**Directions for this task**
Look below for the line that contains "return Err(not_found());", then copy it and each following line exactly, through and including the line that contains "to be ignored.".

**Extracted entries**

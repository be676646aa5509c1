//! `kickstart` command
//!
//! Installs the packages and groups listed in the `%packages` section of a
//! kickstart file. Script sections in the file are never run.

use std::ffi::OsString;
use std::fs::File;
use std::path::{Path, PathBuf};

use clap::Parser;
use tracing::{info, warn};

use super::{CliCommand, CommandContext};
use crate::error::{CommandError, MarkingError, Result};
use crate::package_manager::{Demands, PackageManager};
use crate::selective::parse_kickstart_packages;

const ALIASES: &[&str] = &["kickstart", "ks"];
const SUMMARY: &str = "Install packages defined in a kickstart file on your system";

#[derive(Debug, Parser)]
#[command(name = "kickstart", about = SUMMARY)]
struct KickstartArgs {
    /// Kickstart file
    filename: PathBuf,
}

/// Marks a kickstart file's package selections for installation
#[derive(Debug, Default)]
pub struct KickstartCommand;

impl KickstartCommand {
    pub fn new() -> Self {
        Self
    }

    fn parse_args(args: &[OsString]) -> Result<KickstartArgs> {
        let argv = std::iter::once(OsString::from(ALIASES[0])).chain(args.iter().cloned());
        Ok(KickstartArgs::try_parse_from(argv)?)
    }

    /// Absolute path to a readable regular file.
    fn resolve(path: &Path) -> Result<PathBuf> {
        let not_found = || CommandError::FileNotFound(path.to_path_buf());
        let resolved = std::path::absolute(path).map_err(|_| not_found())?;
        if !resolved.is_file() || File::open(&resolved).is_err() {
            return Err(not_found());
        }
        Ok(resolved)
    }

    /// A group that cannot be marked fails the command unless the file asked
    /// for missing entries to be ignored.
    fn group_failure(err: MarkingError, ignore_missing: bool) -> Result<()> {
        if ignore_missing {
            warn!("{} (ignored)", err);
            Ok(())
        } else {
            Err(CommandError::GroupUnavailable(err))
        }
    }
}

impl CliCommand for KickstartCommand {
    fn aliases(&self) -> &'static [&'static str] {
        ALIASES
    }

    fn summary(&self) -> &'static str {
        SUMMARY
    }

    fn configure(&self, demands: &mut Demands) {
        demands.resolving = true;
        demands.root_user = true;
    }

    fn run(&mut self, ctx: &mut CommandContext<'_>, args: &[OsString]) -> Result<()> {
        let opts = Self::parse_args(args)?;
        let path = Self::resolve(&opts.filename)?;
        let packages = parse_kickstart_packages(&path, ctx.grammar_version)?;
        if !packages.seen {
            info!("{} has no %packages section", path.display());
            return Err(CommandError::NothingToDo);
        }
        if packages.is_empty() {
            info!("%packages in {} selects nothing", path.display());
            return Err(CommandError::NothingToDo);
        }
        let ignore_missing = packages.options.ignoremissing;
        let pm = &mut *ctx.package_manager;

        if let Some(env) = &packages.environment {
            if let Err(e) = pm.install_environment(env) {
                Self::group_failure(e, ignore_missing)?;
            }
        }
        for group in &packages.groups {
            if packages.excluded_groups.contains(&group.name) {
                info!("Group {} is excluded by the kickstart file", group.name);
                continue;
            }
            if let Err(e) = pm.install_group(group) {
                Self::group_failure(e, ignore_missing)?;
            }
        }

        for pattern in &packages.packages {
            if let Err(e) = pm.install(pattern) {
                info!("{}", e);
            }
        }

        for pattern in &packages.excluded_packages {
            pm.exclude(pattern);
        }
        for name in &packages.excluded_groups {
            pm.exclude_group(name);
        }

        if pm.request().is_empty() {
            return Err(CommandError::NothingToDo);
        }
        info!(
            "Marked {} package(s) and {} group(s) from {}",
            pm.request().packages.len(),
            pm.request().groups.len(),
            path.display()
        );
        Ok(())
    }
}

**Result**
            return Err(not_found());
        }
        Ok(resolved)
    }

    /// A group that cannot be marked fails the command unless the file asked
    /// for missing entries to be ignored.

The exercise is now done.